Most of us see the same, most common packaging of eight buns, four on top, four on the bottom at our local stores. Somehow there has been a metamorphosis occurring within the industry in response to consumers to add variety, but the consumer may have a hard time finding what they want. It seems packages of six, 10, 12, 24 may not be as plentiful or easy to find as we’d like.
It depends on where you shop and which region of the country you reside, as to where you’ll find packaging to suit your needs. For us, we always see the same eight buns to a package in the Northwest supermarkets we frequent. Some regions of the country have six hot dogs to a package meaning there will be buns left over, instead of sausages.
In today’s modern society hot dog buns are manufactured to please the consumer and do come in varying package sizes, although you might have to search for them. They aren’t always located in a convenient place in the supermarket aisles so you can make the choice on the spot. You might have to go looking for the various packaging sizes, shopping different stores. Also of note is, buns are manufactured in sets of four to a pan, therefore most packaging will be in sets of fours, except for those odd packages of six.
On the flip side, hot dogs, the meat product, also now come packaged in different sizes. Hebrew National, for instance, makes seven dogs to a package, a good compromise to 10, and also produces the quarter pounder in packages of four hot dogs. You can even buy packages of eight hot dogs at Walmart to coincide with the eight package hot dog bun sizes.

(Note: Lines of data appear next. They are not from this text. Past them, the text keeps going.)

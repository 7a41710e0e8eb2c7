//! Conversion between gateway minor units and decimal amounts
//!
//! The gateway reports every amount as an integer count of the currency's
//! smallest unit. Conversion happens once, where wire data enters the domain.

use rust_decimal::Decimal;

/// Number of decimal places in the minor unit of `currency` (ISO 4217)
pub fn minor_unit_exponent(currency: &str) -> u32 {
    match currency.to_ascii_uppercase().as_str() {
        "JPY" | "KRW" | "VND" | "CLP" | "ISK" | "UGX" | "XAF" | "XOF" => 0,
        "BHD" | "KWD" | "OMR" | "JOD" | "TND" => 3,
        _ => 2,
    }
}

/// Convert a minor-unit integer into a decimal amount
pub fn from_minor_units(minor: i64, currency: &str) -> Decimal {
    Decimal::new(minor, minor_unit_exponent(currency))
}

/// Convert a decimal amount back into minor units, if it is representable exactly
pub fn to_minor_units(amount: Decimal, currency: &str) -> Option<i64> {
    let scaled = amount * Decimal::from(10i64.pow(minor_unit_exponent(currency)));
    if scaled.fract().is_zero() {
        i64::try_from(scaled.trunc()).ok()
    } else {
        None
    }
}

Gai says the reality is you can customize how many hot dogs you want by ordering them at the meat deli or butcher. Just want one hot dog, head for the deli and talk to the meat man.
Which ever way you slice it, or however these products are packaged, hot dogs and hot dog buns remain as American as apple pie. Leftovers or not, hot dogs are here to stay, to enjoy, and to partner with the all- American hot dog bun.